**ASSIGNED TASK**
All lines in the material below that hold "rule" should be found and copied.

**DATA**
___

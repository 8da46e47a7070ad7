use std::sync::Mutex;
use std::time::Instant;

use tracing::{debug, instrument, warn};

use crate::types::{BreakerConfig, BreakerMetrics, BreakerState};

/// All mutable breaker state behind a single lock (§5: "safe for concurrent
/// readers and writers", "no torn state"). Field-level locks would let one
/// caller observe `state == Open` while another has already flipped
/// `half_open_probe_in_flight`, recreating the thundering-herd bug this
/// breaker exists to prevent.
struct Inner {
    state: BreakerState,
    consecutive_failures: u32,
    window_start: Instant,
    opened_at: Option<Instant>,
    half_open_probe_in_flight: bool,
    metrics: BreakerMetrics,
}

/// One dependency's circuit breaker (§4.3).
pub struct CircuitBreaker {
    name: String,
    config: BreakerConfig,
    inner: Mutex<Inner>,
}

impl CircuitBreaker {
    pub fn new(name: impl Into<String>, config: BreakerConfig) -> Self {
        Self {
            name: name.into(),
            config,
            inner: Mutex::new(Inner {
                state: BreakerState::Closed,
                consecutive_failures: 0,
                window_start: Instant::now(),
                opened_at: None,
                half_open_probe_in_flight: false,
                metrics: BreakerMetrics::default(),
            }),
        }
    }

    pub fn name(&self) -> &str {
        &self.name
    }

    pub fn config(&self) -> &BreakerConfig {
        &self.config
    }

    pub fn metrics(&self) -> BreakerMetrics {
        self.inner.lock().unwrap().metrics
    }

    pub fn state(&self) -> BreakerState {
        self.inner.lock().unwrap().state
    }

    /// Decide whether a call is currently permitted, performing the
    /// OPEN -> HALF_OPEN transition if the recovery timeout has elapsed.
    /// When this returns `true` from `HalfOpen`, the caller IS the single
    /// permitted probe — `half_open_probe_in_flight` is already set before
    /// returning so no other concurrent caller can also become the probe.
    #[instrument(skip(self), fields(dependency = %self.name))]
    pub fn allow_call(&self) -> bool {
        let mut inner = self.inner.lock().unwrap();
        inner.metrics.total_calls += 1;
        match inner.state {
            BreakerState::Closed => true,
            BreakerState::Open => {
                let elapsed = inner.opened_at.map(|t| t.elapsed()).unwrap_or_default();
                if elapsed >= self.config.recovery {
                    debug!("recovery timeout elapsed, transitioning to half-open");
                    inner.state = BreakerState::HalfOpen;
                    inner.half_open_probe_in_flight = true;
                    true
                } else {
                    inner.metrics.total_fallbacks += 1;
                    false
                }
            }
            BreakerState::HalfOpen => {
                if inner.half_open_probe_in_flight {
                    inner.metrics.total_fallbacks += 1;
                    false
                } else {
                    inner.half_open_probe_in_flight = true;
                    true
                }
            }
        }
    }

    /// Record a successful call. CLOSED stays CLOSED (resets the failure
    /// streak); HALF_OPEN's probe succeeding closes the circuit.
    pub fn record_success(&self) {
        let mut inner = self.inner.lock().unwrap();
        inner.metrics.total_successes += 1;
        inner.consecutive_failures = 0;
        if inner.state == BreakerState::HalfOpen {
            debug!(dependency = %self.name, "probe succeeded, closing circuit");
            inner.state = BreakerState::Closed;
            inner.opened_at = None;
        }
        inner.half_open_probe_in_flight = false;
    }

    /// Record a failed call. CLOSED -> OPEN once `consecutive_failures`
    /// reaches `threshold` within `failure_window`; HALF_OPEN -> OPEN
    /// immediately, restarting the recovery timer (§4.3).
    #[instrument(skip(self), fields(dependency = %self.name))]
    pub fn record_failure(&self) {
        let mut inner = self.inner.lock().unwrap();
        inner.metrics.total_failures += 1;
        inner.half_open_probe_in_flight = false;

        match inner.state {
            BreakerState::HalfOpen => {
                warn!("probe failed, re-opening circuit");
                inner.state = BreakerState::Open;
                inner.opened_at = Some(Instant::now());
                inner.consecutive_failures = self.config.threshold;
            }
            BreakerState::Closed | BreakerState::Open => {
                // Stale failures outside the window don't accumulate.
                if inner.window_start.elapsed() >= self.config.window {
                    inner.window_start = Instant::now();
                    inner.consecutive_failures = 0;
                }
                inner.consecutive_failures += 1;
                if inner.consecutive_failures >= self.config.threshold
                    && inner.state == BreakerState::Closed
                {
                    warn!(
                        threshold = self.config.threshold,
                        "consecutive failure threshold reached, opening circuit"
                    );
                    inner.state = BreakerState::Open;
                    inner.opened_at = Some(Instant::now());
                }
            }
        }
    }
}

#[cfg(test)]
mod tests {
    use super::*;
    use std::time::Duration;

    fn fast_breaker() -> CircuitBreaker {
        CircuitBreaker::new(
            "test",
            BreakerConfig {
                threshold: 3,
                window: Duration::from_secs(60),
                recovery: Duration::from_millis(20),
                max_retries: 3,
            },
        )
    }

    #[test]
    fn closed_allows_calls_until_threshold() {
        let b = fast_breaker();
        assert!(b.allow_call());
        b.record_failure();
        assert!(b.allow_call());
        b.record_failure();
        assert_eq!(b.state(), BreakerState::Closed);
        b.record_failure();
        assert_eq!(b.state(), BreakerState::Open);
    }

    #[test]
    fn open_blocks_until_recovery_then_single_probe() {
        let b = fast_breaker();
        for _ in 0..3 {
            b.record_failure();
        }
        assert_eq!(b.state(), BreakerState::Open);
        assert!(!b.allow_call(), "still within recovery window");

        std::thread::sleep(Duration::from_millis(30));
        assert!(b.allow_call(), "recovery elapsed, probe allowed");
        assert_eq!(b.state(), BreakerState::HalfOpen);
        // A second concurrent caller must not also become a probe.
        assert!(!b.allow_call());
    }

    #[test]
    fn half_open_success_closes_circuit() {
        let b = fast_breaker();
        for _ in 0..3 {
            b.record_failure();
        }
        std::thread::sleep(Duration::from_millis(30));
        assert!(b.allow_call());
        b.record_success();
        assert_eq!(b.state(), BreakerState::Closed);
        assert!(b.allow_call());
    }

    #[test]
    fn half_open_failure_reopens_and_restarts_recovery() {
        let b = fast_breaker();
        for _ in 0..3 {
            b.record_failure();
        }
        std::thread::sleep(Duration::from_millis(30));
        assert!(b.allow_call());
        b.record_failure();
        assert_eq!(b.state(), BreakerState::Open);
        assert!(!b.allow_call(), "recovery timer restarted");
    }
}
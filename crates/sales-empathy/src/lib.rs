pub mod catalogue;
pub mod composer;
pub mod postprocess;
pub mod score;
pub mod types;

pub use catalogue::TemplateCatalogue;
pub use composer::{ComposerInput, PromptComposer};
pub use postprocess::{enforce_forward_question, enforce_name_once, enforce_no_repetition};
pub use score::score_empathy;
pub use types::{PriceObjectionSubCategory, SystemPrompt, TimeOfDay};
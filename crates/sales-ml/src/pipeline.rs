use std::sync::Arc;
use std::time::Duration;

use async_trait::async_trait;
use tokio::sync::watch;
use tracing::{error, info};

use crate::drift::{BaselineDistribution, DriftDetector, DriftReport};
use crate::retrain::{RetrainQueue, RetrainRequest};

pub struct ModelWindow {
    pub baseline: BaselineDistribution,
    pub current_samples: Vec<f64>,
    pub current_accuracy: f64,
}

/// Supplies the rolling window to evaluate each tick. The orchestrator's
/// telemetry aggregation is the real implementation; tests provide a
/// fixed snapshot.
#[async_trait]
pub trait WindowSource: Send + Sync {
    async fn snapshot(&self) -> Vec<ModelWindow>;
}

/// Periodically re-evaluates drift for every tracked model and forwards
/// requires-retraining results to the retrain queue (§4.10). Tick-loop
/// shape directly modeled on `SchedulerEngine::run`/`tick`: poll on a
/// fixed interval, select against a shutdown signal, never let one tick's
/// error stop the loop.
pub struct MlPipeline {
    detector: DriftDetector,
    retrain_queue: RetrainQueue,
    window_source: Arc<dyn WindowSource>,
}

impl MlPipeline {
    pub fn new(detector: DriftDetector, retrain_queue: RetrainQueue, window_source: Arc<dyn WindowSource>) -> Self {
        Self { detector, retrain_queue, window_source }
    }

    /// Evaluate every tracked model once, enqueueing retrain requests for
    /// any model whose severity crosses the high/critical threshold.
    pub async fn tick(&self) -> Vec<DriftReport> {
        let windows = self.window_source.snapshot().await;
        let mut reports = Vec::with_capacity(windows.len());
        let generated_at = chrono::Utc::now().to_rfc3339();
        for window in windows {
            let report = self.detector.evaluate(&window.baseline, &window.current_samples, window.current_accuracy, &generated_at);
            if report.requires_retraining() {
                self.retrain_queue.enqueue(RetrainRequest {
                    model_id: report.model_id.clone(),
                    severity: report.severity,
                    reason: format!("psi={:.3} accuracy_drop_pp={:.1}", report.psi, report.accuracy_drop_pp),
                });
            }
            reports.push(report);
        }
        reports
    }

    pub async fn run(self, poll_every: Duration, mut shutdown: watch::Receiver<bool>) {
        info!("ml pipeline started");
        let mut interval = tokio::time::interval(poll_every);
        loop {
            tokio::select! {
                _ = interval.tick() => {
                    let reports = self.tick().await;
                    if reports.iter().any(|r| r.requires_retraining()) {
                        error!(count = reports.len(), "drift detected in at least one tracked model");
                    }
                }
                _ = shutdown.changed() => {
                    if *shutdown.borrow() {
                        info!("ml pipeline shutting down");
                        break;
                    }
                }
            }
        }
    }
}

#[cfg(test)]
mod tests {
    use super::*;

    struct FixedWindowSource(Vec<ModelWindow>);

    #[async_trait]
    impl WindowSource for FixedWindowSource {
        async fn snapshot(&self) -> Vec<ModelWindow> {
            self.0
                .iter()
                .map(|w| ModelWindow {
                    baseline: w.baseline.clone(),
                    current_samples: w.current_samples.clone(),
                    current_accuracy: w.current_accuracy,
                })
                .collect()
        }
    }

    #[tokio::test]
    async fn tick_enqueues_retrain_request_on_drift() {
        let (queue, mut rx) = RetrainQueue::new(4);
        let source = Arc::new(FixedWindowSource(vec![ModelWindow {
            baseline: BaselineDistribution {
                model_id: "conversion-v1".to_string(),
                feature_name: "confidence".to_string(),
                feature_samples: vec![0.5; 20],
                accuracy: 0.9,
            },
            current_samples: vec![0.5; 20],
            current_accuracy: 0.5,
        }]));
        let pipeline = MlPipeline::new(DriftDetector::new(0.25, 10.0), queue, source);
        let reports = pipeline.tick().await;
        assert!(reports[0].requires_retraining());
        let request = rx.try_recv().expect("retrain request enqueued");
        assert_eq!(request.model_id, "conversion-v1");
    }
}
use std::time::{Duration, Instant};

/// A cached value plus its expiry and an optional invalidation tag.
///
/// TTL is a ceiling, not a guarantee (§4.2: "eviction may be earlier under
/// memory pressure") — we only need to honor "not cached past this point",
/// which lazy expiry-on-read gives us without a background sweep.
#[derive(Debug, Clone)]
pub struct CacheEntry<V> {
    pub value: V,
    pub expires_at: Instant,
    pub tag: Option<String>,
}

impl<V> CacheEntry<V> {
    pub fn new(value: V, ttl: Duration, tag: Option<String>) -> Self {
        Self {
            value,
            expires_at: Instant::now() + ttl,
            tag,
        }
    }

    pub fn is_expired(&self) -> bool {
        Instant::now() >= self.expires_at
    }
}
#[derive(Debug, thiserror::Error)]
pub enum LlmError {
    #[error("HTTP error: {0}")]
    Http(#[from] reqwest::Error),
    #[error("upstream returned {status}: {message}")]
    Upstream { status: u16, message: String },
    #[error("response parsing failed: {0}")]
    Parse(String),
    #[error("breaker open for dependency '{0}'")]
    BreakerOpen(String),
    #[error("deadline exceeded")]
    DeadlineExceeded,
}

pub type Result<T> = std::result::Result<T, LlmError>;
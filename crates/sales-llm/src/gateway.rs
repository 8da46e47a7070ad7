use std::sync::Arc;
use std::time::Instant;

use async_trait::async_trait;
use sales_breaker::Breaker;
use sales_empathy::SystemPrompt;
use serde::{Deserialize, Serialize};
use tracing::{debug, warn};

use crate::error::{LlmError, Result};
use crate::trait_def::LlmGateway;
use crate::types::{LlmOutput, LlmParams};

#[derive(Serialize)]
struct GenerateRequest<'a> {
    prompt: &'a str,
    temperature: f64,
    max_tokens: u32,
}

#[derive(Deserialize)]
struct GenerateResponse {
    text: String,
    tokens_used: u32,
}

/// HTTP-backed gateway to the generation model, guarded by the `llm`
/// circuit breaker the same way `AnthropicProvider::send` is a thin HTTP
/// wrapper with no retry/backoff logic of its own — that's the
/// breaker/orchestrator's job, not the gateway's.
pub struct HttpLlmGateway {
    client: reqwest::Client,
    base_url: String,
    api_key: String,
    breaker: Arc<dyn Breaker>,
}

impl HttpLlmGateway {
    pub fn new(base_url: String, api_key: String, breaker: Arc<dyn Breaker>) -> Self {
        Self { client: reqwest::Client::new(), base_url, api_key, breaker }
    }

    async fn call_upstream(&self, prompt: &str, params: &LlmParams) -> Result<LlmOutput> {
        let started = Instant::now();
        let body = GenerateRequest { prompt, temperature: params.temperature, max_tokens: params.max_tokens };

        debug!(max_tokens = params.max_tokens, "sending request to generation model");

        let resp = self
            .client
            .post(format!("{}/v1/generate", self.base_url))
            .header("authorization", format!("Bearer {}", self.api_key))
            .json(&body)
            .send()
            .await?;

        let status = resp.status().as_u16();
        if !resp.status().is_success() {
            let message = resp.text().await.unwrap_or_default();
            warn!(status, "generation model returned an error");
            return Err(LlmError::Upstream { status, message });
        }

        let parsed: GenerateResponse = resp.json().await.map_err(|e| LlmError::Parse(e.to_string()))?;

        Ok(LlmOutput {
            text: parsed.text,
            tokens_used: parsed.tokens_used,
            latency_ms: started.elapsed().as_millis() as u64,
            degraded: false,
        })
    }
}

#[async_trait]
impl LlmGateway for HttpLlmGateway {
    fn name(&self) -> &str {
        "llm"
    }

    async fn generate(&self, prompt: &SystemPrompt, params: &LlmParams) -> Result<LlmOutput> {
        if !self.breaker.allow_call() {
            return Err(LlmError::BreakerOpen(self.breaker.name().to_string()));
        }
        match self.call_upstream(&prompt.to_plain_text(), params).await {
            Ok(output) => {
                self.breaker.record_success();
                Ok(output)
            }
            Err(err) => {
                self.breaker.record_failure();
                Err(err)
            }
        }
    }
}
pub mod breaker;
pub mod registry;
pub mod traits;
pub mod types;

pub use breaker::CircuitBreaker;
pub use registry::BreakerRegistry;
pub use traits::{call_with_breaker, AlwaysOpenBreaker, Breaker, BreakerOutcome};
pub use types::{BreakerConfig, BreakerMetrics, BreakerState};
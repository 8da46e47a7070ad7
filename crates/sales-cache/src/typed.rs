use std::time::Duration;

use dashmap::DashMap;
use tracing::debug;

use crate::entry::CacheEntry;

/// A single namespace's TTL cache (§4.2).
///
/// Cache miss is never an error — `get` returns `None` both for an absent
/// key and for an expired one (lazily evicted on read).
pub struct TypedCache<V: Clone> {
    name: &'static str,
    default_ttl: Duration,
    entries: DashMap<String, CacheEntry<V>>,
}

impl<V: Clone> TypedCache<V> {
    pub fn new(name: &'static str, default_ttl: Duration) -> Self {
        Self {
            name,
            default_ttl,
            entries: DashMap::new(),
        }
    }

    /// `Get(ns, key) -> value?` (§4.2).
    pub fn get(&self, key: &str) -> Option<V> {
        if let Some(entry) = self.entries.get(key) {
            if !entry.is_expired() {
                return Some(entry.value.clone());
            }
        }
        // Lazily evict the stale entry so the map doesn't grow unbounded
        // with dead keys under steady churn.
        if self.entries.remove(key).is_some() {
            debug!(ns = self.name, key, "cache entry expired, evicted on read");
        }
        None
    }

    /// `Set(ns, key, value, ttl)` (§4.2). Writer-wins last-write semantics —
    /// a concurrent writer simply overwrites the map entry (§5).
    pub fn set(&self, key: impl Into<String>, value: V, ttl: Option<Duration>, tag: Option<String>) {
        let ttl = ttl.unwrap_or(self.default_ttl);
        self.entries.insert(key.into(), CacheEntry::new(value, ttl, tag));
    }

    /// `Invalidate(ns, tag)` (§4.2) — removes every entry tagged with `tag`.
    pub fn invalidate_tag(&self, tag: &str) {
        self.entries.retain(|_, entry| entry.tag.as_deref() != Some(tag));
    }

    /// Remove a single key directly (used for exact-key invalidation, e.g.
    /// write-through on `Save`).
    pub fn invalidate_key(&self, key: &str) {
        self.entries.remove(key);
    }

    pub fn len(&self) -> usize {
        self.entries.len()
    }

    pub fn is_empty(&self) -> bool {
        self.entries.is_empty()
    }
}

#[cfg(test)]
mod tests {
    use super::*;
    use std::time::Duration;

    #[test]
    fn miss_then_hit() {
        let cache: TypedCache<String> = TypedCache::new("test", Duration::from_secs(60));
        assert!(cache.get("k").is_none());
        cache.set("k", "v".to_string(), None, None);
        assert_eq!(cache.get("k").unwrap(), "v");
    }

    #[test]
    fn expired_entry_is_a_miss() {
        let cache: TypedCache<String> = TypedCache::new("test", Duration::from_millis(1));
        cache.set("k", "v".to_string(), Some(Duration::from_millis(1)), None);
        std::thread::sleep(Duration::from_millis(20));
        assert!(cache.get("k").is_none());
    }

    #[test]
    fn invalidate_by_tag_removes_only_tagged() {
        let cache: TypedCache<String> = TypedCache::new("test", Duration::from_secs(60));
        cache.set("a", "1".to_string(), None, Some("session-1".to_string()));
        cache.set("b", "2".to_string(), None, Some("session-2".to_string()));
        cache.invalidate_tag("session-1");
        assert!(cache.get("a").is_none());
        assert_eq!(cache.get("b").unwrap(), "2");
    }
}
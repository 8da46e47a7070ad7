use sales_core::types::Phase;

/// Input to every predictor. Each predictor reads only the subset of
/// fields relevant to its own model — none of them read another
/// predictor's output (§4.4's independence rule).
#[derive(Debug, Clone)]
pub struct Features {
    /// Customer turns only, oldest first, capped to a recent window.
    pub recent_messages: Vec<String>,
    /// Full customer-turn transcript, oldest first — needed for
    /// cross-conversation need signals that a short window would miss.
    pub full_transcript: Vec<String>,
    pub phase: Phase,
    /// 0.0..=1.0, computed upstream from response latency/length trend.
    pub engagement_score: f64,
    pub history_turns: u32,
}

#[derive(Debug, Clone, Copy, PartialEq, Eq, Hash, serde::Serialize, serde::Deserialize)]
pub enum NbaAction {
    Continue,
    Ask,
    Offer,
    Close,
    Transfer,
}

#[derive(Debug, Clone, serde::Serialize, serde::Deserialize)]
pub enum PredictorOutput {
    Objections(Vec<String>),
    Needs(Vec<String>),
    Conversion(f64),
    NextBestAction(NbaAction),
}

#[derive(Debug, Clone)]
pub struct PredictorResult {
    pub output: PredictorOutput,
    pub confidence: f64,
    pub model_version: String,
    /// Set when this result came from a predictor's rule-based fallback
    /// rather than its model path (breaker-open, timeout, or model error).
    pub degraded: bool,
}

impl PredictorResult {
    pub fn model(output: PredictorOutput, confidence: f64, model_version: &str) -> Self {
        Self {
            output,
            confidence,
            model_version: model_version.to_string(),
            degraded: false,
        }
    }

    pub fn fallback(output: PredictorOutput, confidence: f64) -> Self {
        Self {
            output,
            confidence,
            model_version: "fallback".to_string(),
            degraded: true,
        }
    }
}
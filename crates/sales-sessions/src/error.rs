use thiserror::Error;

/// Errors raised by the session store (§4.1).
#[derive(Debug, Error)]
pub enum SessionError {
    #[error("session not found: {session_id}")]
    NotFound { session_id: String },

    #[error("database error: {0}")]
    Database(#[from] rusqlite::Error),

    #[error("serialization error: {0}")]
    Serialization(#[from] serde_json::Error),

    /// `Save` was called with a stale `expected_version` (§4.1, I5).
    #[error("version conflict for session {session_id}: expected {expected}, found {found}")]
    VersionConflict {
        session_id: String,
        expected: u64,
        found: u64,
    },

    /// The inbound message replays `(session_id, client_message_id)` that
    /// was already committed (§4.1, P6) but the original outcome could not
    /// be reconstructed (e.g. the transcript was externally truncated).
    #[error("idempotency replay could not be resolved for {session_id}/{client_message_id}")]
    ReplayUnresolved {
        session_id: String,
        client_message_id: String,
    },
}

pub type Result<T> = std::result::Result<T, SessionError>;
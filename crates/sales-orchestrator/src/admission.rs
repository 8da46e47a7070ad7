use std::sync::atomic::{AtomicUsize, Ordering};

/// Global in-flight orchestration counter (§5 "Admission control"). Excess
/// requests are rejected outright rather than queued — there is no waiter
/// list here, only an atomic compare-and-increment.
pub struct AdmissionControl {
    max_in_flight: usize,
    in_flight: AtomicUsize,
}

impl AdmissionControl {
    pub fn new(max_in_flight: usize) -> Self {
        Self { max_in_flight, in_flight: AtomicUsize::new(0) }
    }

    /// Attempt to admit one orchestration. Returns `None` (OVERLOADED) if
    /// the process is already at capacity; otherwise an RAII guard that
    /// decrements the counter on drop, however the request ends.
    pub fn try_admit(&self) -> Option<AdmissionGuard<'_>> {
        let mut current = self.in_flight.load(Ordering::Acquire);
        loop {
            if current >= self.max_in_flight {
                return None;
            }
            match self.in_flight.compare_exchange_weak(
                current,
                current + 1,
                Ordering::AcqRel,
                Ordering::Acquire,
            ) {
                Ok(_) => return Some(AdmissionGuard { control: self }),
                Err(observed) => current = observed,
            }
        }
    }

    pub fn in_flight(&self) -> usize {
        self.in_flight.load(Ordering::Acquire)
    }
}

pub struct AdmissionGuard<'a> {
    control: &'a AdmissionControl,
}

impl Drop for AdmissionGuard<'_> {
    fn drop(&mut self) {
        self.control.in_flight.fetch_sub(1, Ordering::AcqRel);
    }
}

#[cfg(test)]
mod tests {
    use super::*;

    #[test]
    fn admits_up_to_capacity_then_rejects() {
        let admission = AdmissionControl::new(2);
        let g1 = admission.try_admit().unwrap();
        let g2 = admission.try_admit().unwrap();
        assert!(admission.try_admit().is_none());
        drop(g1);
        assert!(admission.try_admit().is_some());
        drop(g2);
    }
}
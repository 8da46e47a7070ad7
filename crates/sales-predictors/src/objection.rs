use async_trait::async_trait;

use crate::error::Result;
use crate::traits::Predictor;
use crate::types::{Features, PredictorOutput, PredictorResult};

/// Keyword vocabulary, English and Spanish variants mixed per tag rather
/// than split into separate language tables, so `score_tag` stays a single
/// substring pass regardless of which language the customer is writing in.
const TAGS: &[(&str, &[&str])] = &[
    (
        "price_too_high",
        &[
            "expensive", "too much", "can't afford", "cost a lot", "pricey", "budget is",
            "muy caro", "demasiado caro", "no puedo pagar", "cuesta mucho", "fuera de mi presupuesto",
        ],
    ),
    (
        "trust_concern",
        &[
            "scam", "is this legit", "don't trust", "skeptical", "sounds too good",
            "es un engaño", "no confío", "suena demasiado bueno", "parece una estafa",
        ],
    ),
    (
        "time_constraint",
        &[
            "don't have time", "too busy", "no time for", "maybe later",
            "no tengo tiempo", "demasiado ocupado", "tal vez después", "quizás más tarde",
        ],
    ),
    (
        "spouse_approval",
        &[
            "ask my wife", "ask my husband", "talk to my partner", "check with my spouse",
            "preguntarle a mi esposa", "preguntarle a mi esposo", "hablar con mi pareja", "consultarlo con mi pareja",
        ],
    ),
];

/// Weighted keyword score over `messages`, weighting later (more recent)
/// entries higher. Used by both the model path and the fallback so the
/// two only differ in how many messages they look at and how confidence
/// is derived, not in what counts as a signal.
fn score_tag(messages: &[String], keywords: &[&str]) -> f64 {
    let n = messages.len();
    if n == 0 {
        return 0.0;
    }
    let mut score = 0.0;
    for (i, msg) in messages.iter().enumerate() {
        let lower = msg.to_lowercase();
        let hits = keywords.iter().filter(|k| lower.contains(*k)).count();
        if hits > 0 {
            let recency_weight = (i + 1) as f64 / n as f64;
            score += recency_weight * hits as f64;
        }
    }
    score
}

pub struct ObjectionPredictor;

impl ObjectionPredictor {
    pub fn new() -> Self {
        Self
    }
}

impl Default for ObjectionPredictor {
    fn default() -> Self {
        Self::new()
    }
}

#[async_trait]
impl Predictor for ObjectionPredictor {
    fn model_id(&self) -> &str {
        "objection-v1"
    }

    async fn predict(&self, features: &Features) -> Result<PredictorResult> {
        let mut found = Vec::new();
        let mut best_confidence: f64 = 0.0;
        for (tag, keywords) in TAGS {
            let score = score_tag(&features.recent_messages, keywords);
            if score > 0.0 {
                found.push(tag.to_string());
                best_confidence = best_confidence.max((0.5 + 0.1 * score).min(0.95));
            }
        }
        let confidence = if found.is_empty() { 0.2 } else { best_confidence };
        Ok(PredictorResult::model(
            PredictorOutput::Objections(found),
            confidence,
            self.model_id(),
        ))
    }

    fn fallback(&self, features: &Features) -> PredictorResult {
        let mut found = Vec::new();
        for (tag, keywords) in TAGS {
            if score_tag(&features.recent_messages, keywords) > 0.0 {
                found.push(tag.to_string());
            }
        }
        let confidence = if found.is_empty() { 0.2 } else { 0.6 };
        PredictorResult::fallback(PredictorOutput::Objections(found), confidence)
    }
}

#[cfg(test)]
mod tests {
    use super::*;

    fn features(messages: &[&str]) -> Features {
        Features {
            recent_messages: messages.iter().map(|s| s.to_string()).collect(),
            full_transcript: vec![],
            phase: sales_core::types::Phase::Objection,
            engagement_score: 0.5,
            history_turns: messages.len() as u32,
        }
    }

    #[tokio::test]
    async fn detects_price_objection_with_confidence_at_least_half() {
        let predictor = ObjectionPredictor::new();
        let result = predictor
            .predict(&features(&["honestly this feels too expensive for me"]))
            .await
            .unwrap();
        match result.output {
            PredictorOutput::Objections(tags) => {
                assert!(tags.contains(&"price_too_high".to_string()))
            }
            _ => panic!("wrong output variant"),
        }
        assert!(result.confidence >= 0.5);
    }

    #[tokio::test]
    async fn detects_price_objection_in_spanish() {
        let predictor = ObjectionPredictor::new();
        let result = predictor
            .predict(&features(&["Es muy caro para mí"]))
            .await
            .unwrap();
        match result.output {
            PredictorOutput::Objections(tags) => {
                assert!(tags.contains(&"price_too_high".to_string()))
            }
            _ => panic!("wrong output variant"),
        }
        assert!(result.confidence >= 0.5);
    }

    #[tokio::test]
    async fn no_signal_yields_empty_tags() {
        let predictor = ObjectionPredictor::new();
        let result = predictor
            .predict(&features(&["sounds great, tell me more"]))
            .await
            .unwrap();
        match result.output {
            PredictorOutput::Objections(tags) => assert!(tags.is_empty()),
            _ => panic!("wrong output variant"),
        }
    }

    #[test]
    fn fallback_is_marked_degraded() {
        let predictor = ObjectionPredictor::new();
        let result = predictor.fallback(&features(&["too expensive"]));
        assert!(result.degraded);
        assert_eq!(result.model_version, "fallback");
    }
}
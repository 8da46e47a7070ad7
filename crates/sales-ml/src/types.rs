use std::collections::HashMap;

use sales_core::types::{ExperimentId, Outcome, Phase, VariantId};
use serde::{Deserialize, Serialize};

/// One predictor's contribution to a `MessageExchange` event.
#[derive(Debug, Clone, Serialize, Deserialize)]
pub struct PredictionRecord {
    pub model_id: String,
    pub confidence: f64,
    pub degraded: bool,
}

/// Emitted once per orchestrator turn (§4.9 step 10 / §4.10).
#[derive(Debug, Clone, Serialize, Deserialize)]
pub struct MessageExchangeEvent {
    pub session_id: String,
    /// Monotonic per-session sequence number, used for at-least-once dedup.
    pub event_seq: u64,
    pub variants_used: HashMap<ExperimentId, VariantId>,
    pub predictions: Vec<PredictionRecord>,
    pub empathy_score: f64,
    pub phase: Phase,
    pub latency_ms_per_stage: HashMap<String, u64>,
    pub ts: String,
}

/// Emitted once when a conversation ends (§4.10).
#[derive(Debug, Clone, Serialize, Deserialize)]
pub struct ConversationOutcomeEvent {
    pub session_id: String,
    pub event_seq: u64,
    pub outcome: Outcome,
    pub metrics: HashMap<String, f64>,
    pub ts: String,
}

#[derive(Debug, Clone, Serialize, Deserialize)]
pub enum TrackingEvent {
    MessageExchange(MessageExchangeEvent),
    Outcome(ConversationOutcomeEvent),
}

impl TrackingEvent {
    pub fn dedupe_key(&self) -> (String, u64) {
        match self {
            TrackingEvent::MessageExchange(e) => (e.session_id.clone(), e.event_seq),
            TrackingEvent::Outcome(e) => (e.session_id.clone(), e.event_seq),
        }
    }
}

___

**OUTPUT BELOW**
/// predictor's output (§4.4's independence rule).
    /// Set when this result came from a predictor's rule-based fallback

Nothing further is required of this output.